> _Prompt_
Print the records below word for word, beginning with the first line and ending once the line containing "pub fn normalize(&self, name: &str)" is printed.

> _Supplied records_

*** Block opens ***

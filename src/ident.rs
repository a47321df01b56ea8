// src/ident.rs
//
// Display name → stable machine id. Pure function of the name and the
// injected token table; the same name always yields the same id.

/// Ordinal glyphs used in tier markers (`·壹型`, `·贰型`, ...).
const TIER_GLYPHS: &[char] = &['壹', '贰', '叄', '肆', '伍', '陆', '柒', '捌', '玖'];

pub struct Normalizer {
    tokens: Vec<(String, String)>,
}

impl Normalizer {
    pub fn new(tokens: &[(String, String)]) -> Self {
        Self { tokens: tokens.to_vec() }
    }

    /// Slug for a display name:
    /// strip the `·<tier>型` marker, substitute each known substring
    /// with its romanized token (table order, first occurrence only),
    /// rewrite the literal `50式` / `M.I.` prefixes, collapse and trim
    /// separators, lowercase, then re-append `-1`/`-2`/`-3` when a
    /// tier marker was stripped.
    ///
    /// Names with no mapped substrings still come out lowercased and
    /// trimmed; unmapped text is accepted as-is.
    pub fn normalize(&self, name: &str) -> String {
        let tier = tier_of(name);

        let mut id = strip_tier_markers(name);

        for (src, token) in &self.tokens {
            id = id.replacen(src.as_str(), &format!("{token}-"), 1);
        }

        id = id.replace("50式", "50shi-");
        id = id.replace("M.I.", "mi-");

        id = collapse_separators(&id);
        id = id.trim_matches('-').to_string();
        id = id.to_ascii_lowercase();

        match tier {
            Some(n) => format!("{id}-{n}"),
            None => id,
        }
    }
}

/// Which tier suffix to re-append. Only the first three ordinals map to
/// a numeric suffix; higher ones are stripped without one.
fn tier_of(name: &str) -> Option<u8> {
    if name.contains("·壹型") {
        Some(1)
    } else if name.contains("·贰型") {
        Some(2)
    } else if name.contains("·叄型") {
        Some(3)
    } else {
        None
    }
}

fn strip_tier_markers(name: &str) -> String {
    let mut out = String::with_capacity(name.len());
    let chars: Vec<char> = name.chars().collect();
    let mut i = 0usize;
    while i < chars.len() {
        if chars[i] == '·'
            && i + 2 < chars.len()
            && TIER_GLYPHS.contains(&chars[i + 1])
            && chars[i + 2] == '型'
        {
            i += 3;
            continue;
        }
        out.push(chars[i]);
        i += 1;
    }
    out
}

fn collapse_separators(s: &str) -> String {
    let mut out = String::with_capacity(s.len());
    let mut prev_dash = false;
    for ch in s.chars() {
        if ch == '-' {
            if !prev_dash { out.push('-'); prev_dash = true; }
        } else {
            out.push(ch);
            prev_dash = false;
        }
    }
    out
}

*** Block closes ***

> _Solution to the exercise_
filename src/ident.rs
repository a47321df01b56ea8
// src/ident.rs
//
// Display name → stable machine id. Pure function of the name and the
// injected token table; the same name always yields the same id.

/// Ordinal glyphs used in tier markers (`·壹型`, `·贰型`, ...).
const TIER_GLYPHS: &[char] = &['壹', '贰', '叄', '肆', '伍', '陆', '柒', '捌', '玖'];

pub struct Normalizer {
    tokens: Vec<(String, String)>,
}

impl Normalizer {
    pub fn new(tokens: &[(String, String)]) -> Self {
        Self { tokens: tokens.to_vec() }
    }

    /// Slug for a display name:
    /// strip the `·<tier>型` marker, substitute each known substring
    /// with its romanized token (table order, first occurrence only),
    /// rewrite the literal `50式` / `M.I.` prefixes, collapse and trim
    /// separators, lowercase, then re-append `-1`/`-2`/`-3` when a
    /// tier marker was stripped.
    ///
    /// Names with no mapped substrings still come out lowercased and
    /// trimmed; unmapped text is accepted as-is.
    pub fn normalize(&self, name: &str) -> String {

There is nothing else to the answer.